There’s even a $6,000 reward for employees that refer successful applicants.
Executives said many of those hires will be based here in the District, though others will be located in the company’s sales and customer service centers around the country.
“We’re expanding a couple of sales centers and they will be hiring dramatically,” Chief Financial Officer John Bax said.
• On overcoming April’s cybersecurity breach:
Hackers gained access to identification information and some encrypted passwords for LivingSocial customers in April, forcing the company to ask 50 million subscribers to reset their passwords.
“We did a lot of very aggressive efforts in the month or two after the breach and got some really good fruits from those efforts. And we continue to try and re-engage and get customers back,” O’Shaughnessy said.
“Do we have every single customer we had before back with us? No. But we feel pretty good about the fact that we’ve been able in the following three-plus months to make very rigorous headway on that,” O’Shaughnessy added.
Still, lasting damage was done.
The firm “had a pretty fair drop in revenue in May,” Bax said. “We were told to expect [the drop] would be in the teens or twenties and, lo and behold, we got what we expected..”
Who gave the company those expectations? Other consumer-focused firms that have endured similar breaches reached out to LivingSocial after it went public with the attack.
“You would be surprised at the number of Fortune 500 and even Dow 30 companies that have had a security breach,” Bax said. “It’s unfortunate, but there’s a large peer group we have to talk to.”
In the long term, the firm likely lost some of its subscribers permanently. Though executives said the majority of customers reset their password and returned to the site, others simply took the attack as an opportunity to opt out.

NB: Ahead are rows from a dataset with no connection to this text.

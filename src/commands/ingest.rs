// SPDX-License-Identifier: AGPL-3.0-or-later
// SPDX-FileCopyrightText: 2025 Jonathan D.A. Jewell
//! Ingest command - reads contract records and builds the bipartite graph

use crate::graph::ContractGraph;
use crate::ingest;
use anyhow::{Context, Result};
use std::path::{Path, PathBuf};
use tracing::info;

/// Run the ingest command
pub fn run(records_path: &Path, data_dir: Option<&Path>) -> Result<()> {
    info!("Ingesting: {:?}", records_path);

    let records = ingest::read_records(records_path)
        .with_context(|| format!("Failed to read {}", records_path.display()))?;

    if records.is_empty() {
        println!("No contract records found in {}", records_path.display());
        return Ok(());
    }

    let aggregation = ingest::aggregate(&records);

    if aggregation.skipped > 0 {
        eprintln!(
            "  Warning: skipped {} row(s) without agency or vendor identity",
            aggregation.skipped
        );
    }

    let graph = ContractGraph::from_store(aggregation.store)
        .context("Aggregated records violate the bipartite invariant")?;

    // Print summary
    println!("Ingested {} contract records:", aggregation.record_count);
    println!();
    println!("  agencies: {}", graph.agency_count());
    println!("  vendors:  {}", graph.vendor_count());
    println!("  edges:    {}", graph.edge_count());
    println!();

    let data_dir = resolve_data_dir(data_dir)?;
    graph
        .save(&data_dir)
        .with_context(|| format!("Failed to save graph to {}", data_dir.display()))?;

    println!("Graph saved to {}", data_dir.display());

    Ok(())
}

/// Get the data directory for storing the graph
fn resolve_data_dir(override_dir: Option<&Path>) -> Result<PathBuf> {
    if let Some(dir) = override_dir {
        return Ok(dir.to_path_buf());
    }

    // Check environment variable first
    if let Ok(dir) = std::env::var("VENDORNET_DATA_DIR") {
        return Ok(PathBuf::from(dir));
    }

    // Use XDG data directory or fallback
    let data_dir = directories::ProjectDirs::from("org", "hyperpolymath", "vendornet")
        .map(|dirs| dirs.data_dir().to_path_buf())
        .unwrap_or_else(|| {
            std::env::current_dir()
                .unwrap_or_else(|_| PathBuf::from("."))
                .join(".vendornet")
        });

    Ok(data_dir)
}
//! In-memory entity store.
//!
//! Suitable for tests and for running the service without a database.

mod store;

pub use store::InMemoryTrackerStore;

• On reaching profitability:
O’Shaughnessy told employees earlier this year that the company was on track to reach profitability by the second quarter of 2013.
That time has come and gone, and the company has yet to post a quarterly profit. Executives said the aforementioned cybersecurity breach derailed those efforts.

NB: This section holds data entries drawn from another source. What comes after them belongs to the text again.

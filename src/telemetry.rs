//! Tracing subscriber setup.

use tracing_subscriber::{EnvFilter, fmt, layer::SubscriberExt, util::SubscriberInitExt};

/// Installs the global subscriber, writing to stderr.
///
/// `RUST_LOG` takes precedence; otherwise `default_filter` is used, falling
/// back to `info` when it does not parse.
///
/// # Errors
///
/// Returns an error when a global subscriber is already installed.
pub fn init(default_filter: &str) -> Result<(), tracing_subscriber::util::TryInitError> {
    let filter = EnvFilter::try_from_default_env()
        .or_else(|_| EnvFilter::try_new(default_filter))
        .unwrap_or_else(|_| EnvFilter::new("info"));
    tracing_subscriber::registry()
        .with(filter)
        .with(fmt::layer().with_writer(std::io::stderr))
        .try_init()
}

So when will LivingSocial see rosier finances? O’Shaughnessy said his past assertion has taught him not to make public promises he cannot guarantee will keep.
“I think I’ve learned my lesson on that one,” O’Shaughnessy said. “You never know what’s going to happen and it seems like the downside versus upside with the predictions, the past has shown the downsides tend to be a little bit greater.”
(O’Shaughnessy is the son in law of Washington Post Co. Chairman Donald E. Graham. Jeff Bezos, the founder of Amazon.com, which owns 29 percent of LivingSocial, recently announced plans to buy The Washington Post newspaper and affiliated publications.)